Oh certes ! nous parlons ici de ces artisans d’antan, de ces compagnons d’exception qui épousent leur occupation comme une mission et comme une vocation. Joseph, de noble lignée davidique désargentée, a sans doute reçu, dès sa jeunesse, ce don pour travailler le bois. Il est homme du bois, souple, obéissant, malléable, et non point de la pierre dure, tranchante, rétive. Il ne sait pas que son Fils reposera un jour sur la Croix, sur ce bois qui, normalement, est pour le service et le confort des hommes et non point pour la violence et la torture.
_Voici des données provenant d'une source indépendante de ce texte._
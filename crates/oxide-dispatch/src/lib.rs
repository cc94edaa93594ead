//! # oxide-dispatch
//!
//! Request routing and dispatch: maps an HTTP verb and path to a handler.
//!
//! This crate provides:
//! - Exact routes and wildcard pattern routes with typed segments
//! - Optional trailing segments and default parameter values
//! - Route groups that share attributes
//! - Before/after filters, per route and keyed by route pattern
//! - Named routes, reverse lookup by handler target, and URL generation
//! - `target@action` handlers resolved through a handler registry
//!
//! ## Quick Start
//!
//! ```
//! use oxide_dispatch::{Dispatch, Router, RouteSpec};
//! use serde_json::Value;
//!
//! let router = Router::new();
//! router
//!     .get("users/(:num)", RouteSpec::callback(|params: &[String]| {
//!         Ok(Some(Value::from(format!("user {}", params[0]))))
//!     }))
//!     .unwrap();
//!
//! let result = router.dispatch("GET", "/users/42").unwrap();
//! assert_eq!(result, Dispatch::Dispatched(Some(Value::from("user 42"))));
//! assert_eq!(router.dispatch("GET", "/users/abc").unwrap(), Dispatch::NotFound);
//! ```
//!
//! ## Wildcards
//!
//! | token | matches |
//! |---|---|
//! | `(:alpha)` | letters |
//! | `(:num)` | digits |
//! | `(:any)` | letters, digits and `.-_%=` |
//! | `(:all)` | anything, slashes included |
//!
//! Suffix a token with `?` to make the trailing segment optional:
//!
//! ```
//! use oxide_dispatch::{Router, RouteSpec};
//! use serde_json::Value;
//!
//! let router = Router::new();
//! router
//!     .get(
//!         "posts/(:any?)",
//!         RouteSpec::callback(|params: &[String]| Ok(Some(Value::from(params.join(",")))))
//!             .defaults(["latest"]),
//!     )
//!     .unwrap();
//!
//! let latest = router.dispatch("GET", "posts").unwrap();
//! assert_eq!(latest.payload(), Some(&Value::from("latest")));
//! let hello = router.dispatch("GET", "posts/hello").unwrap();
//! assert_eq!(hello.payload(), Some(&Value::from("hello")));
//! ```
//!
//! Wildcard routes are tried in registration order and the first match wins;
//! exact routes are always preferred.
//!
//! ## Groups and Filters
//!
//! ```
//! use oxide_dispatch::{FilterSet, Flow, Router, RouteSpec};
//!
//! let router = Router::new();
//! router
//!     .group(RouteSpec::new().attribute("area", "admin"), |r| {
//!         r.get("admin/users", "admin@users")?;
//!         Ok(())
//!     })
//!     .unwrap();
//! router
//!     .add_filter("admin/*", FilterSet::new().before(|_: &[String]| Ok(Flow::Halt)))
//!     .unwrap();
//! ```
//!
//! ## Named Routes
//!
//! ```
//! use oxide_dispatch::{Router, RouteSpec};
//!
//! let router = Router::new();
//! router.get("posts/(:num)", RouteSpec::target("posts@show").name("post")).unwrap();
//!
//! assert_eq!(router.url_for("post", &["7"]).unwrap(), "/posts/7");
//! assert_eq!(router.find_by_handler("posts@show").unwrap().pattern, "posts/(:num)");
//! ```

mod config;
mod error;
mod filter;
mod index;
mod invoke;
mod manifest;
pub mod pattern;
mod route;
mod router;
mod table;
mod verb;

pub use config::RouterConfig;
pub use error::{BoxError, DispatchError, Result};
pub use filter::{FilterChain, FilterRegistry, FilterSet};
pub use index::{ReverseIndex, RouteRef};
pub use invoke::{HandlerRegistry, HandlerResult, Invoke, TargetCall};
pub use manifest::{Manifest, OneOrMany, RouteEntry};
pub use pattern::{CompiledPattern, Wildcard};
pub use route::{DefaultValue, Filter, Flow, Handler, Route, RouteSpec, RouteSummary};
pub use router::{Dispatch, Patterns, Resolved, Router};
pub use table::RouteTable;
pub use verb::{effective_verb, Verb, VerbSelector};
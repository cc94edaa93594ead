//! oxide-dispatch CLI
//!
//! Loads a route manifest and answers routing questions about it.

use std::path::PathBuf;

use anyhow::Context;
use clap::{Parser, Subcommand};
use serde_json::json;
use tracing::{Level, info};
use tracing_subscriber::FmtSubscriber;

use oxide_dispatch::Manifest;

/// Inspect a route manifest: resolve requests and build URLs.
#[derive(Parser)]
#[command(name = "oxide-dispatch")]
#[command(author, version, about, long_about = None)]
struct Cli {
    /// Route manifest (JSON).
    #[arg(short, long, env = "OXIDE_ROUTES", default_value = "routes.json")]
    manifest: PathBuf,

    /// Enable verbose output.
    #[arg(short, long)]
    verbose: bool,

    #[command(subcommand)]
    command: Commands,
}

#[derive(Subcommand)]
enum Commands {
    /// Show which route a request would reach.
    Resolve {
        /// Transport verb; anything but GET is read as POST unless
        /// `--method-override` names another verb.
        verb: String,

        /// Request path.
        path: String,

        /// Raw method-override field sent with a non-GET request.
        #[arg(long)]
        method_override: Option<String>,
    },

    /// Build the URL of a named route.
    Url {
        /// Route name or alias.
        name: String,

        /// Positional wildcard values.
        params: Vec<String>,
    },

    /// List every registered route.
    List,
}

fn main() -> anyhow::Result<()> {
    let cli = Cli::parse();

    let log_level = if cli.verbose {
        Level::DEBUG
    } else {
        Level::INFO
    };
    let subscriber = FmtSubscriber::builder()
        .with_max_level(log_level)
        .with_target(false)
        .without_time()
        .with_writer(std::io::stderr)
        .finish();
    tracing::subscriber::set_global_default(subscriber)?;

    let manifest = Manifest::from_path(&cli.manifest)
        .with_context(|| format!("loading manifest {}", cli.manifest.display()))?;
    let router = manifest.build().context("building router")?;
    info!(routes = router.routes().len(), "manifest loaded");

    let output = match cli.command {
        Commands::Resolve {
            verb,
            path,
            method_override,
        } => {
            let verb =
                oxide_dispatch::effective_verb(Some(verb.as_str()), method_override.as_deref());
            match router.resolve(&verb, &path) {
                Some(resolved) => json!({
                    "verb": verb,
                    "path": path,
                    "route": resolved.route.summary(),
                    "params": resolved.params,
                }),
                None => {
                    info!(verb = %verb, path = %path, "no route matched");
                    json!({ "verb": verb, "path": path, "route": null })
                }
            }
        }
        Commands::Url { name, params } => {
            let url = router.url_for(&name, &params)?;
            json!({ "name": name, "url": url })
        }
        Commands::List => {
            let routes: Vec<_> = router.routes().iter().map(|r| r.summary()).collect();
            json!(routes)
        }
    };

    println!("{}", serde_json::to_string_pretty(&output)?);
    Ok(())
}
Une ancienne tradition rapporte que la Croix est taillée dans l’arbre du bien et du mal, cause du péché originel. Ce bois maudit devient l’étendard du salut, par retournement divin. Le bois est pourtant le même. La transformation provient de celui qui le touche : le Nouvel Adam. De la même façon, les instruments et les supports de notre travail peuvent être généralement pour le bien ou pour le mal, tout dépend de la façon dont nous les utilisons : pour satisfaire notre médiocrité, nos plaisirs, nos vices, notre égoïsme, ou bien pour la gloire de Dieu, pour le service du bien commun, pour l’exercice de la charité.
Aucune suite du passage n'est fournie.